- [Problem to solve]: Your answer must be every line of the data below that holds the string "Member", copied exactly.

- [Data for the task]:
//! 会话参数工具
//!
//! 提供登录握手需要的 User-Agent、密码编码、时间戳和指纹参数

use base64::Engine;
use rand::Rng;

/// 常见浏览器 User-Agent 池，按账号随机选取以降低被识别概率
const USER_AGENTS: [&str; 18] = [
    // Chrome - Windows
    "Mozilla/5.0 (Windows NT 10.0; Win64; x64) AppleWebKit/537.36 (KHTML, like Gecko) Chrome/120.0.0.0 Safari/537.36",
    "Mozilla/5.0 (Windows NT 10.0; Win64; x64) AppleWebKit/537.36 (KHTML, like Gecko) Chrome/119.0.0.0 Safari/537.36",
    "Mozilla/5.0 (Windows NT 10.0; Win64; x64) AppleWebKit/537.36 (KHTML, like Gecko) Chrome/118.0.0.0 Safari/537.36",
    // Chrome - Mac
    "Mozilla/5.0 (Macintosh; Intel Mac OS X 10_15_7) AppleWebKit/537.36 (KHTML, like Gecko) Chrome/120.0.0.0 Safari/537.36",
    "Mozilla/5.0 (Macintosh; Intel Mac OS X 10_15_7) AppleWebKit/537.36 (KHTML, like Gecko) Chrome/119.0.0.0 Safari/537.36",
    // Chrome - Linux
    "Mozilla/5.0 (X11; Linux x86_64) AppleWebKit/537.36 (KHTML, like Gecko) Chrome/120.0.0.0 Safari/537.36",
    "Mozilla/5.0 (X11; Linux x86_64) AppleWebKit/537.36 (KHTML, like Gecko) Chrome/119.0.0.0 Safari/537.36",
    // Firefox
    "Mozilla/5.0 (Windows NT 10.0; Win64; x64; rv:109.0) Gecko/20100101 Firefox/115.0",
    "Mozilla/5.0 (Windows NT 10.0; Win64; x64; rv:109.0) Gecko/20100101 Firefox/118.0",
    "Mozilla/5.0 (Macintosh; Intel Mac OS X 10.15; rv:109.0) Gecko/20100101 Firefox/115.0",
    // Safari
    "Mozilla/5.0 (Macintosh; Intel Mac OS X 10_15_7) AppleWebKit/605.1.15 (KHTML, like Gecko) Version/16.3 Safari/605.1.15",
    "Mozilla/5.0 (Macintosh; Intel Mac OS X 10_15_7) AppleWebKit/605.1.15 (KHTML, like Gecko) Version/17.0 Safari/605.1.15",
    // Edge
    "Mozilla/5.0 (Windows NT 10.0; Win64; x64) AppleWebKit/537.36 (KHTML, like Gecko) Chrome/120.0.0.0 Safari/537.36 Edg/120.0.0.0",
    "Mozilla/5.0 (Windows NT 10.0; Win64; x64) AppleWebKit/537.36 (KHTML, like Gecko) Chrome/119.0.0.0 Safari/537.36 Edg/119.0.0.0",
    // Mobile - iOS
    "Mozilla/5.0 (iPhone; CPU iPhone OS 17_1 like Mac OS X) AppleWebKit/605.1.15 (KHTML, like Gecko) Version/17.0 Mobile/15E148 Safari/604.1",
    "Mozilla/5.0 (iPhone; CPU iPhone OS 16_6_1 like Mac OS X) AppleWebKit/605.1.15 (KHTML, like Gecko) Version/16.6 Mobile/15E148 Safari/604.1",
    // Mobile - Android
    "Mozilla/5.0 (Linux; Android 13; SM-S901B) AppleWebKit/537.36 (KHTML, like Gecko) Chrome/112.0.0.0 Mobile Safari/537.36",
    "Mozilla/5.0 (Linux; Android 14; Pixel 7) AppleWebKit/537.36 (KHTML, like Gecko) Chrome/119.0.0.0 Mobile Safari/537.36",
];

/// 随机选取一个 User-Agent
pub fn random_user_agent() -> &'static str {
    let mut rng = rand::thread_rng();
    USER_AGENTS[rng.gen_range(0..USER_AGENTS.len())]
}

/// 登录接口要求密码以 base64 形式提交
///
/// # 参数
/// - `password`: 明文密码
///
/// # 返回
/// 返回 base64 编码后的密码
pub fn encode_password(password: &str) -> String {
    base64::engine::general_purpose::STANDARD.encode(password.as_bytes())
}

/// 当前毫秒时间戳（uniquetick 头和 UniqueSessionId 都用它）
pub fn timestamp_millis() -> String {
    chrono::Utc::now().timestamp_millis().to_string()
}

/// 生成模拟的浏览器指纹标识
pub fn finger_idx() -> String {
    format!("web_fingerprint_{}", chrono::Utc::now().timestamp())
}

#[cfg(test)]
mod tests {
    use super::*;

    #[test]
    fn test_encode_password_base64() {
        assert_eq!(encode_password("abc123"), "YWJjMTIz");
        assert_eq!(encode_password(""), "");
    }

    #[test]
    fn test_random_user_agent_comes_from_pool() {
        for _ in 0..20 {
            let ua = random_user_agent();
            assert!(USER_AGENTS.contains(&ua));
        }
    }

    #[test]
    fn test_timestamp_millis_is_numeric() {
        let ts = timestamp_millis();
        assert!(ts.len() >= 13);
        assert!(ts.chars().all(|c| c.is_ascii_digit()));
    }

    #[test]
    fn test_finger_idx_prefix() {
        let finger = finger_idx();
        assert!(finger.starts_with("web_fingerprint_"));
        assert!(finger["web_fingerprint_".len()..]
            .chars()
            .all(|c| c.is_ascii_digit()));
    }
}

---

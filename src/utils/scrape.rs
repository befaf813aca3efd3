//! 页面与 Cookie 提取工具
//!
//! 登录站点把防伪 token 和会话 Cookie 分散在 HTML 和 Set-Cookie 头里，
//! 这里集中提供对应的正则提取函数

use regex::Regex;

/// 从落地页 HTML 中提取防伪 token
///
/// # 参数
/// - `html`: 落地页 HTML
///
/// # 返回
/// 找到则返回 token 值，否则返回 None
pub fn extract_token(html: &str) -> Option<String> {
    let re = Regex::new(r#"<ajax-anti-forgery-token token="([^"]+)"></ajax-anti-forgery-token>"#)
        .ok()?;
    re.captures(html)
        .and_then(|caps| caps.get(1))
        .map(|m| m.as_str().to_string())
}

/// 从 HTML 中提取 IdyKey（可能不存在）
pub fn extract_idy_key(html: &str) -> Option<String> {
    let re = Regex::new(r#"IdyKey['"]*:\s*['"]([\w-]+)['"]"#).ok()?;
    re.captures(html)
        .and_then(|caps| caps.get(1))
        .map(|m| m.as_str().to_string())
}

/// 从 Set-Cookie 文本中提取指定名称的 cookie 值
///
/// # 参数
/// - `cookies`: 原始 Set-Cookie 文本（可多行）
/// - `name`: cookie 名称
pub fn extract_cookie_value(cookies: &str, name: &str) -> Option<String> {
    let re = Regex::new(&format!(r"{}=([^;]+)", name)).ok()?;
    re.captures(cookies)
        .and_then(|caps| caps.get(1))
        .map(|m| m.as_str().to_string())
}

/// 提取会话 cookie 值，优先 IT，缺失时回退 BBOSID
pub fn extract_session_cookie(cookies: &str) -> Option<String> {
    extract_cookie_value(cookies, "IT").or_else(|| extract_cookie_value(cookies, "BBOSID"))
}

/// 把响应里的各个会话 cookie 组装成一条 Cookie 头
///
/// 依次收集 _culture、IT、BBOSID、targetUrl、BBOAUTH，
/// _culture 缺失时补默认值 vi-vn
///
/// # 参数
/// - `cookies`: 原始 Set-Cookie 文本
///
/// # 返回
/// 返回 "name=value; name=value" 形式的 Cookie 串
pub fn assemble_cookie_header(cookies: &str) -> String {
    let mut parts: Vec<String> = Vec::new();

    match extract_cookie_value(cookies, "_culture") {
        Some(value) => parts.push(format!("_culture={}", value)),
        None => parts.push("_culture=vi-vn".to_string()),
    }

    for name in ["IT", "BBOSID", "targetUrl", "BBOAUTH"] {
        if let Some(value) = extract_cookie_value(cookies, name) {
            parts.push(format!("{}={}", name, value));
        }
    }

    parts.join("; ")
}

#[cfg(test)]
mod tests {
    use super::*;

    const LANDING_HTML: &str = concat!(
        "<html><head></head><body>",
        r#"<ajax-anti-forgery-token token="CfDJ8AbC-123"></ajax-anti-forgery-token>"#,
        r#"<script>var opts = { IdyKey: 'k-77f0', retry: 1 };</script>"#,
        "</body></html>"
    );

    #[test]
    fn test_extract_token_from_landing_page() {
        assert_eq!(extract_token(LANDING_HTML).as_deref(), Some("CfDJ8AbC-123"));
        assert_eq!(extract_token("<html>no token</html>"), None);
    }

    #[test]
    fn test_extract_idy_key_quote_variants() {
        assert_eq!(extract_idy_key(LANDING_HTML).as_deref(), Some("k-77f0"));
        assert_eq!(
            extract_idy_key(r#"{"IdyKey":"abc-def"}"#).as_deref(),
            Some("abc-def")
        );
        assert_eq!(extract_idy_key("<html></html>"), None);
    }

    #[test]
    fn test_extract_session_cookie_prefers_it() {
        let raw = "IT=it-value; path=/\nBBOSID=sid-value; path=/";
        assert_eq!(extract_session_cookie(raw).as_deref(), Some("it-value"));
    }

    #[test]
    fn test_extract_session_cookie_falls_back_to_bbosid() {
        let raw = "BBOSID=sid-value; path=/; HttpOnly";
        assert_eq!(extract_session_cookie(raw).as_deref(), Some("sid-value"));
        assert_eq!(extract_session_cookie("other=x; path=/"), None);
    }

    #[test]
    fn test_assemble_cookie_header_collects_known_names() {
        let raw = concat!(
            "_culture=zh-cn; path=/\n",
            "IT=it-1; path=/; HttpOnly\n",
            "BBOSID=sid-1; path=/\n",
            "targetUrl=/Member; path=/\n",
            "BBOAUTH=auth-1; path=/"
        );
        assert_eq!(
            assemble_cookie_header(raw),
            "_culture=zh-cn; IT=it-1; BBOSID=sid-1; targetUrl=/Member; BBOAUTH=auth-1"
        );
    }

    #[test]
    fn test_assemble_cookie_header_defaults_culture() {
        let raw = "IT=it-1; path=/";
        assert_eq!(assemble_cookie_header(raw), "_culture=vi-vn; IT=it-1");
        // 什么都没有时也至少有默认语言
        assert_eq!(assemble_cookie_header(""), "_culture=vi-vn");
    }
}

...

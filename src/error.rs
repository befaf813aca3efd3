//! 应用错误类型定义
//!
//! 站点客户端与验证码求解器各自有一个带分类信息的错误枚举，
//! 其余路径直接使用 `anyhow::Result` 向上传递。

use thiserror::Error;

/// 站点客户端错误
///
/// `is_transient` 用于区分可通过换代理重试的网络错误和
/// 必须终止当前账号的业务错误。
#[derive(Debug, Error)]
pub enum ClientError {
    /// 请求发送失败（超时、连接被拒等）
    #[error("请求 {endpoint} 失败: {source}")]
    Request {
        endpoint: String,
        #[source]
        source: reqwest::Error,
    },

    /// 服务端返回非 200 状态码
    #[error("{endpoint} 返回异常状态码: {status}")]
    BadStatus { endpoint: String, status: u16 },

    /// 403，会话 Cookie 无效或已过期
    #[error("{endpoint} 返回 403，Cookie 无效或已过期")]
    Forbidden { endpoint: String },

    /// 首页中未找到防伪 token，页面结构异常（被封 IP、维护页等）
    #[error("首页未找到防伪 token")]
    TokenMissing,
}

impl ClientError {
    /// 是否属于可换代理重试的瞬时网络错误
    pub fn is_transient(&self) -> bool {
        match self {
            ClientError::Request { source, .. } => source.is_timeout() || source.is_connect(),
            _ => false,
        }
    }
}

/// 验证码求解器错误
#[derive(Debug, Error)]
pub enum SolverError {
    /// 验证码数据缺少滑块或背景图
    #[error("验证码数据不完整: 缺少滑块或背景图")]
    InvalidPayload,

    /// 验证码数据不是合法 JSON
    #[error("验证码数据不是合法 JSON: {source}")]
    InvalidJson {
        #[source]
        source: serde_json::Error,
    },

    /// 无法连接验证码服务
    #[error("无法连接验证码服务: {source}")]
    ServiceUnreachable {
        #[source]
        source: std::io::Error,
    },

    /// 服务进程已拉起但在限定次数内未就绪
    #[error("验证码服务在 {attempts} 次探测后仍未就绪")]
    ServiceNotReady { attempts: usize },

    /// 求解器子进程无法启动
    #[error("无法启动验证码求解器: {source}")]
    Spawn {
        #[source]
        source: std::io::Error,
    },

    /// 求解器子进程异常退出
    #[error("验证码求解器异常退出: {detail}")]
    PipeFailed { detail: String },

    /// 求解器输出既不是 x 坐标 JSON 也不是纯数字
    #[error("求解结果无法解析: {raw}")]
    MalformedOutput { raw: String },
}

- [Result of the task]:
            "targetUrl=/Member; path=/\n",
            "_culture=zh-cn; IT=it-1; BBOSID=sid-1; targetUrl=/Member; BBOAUTH=auth-1"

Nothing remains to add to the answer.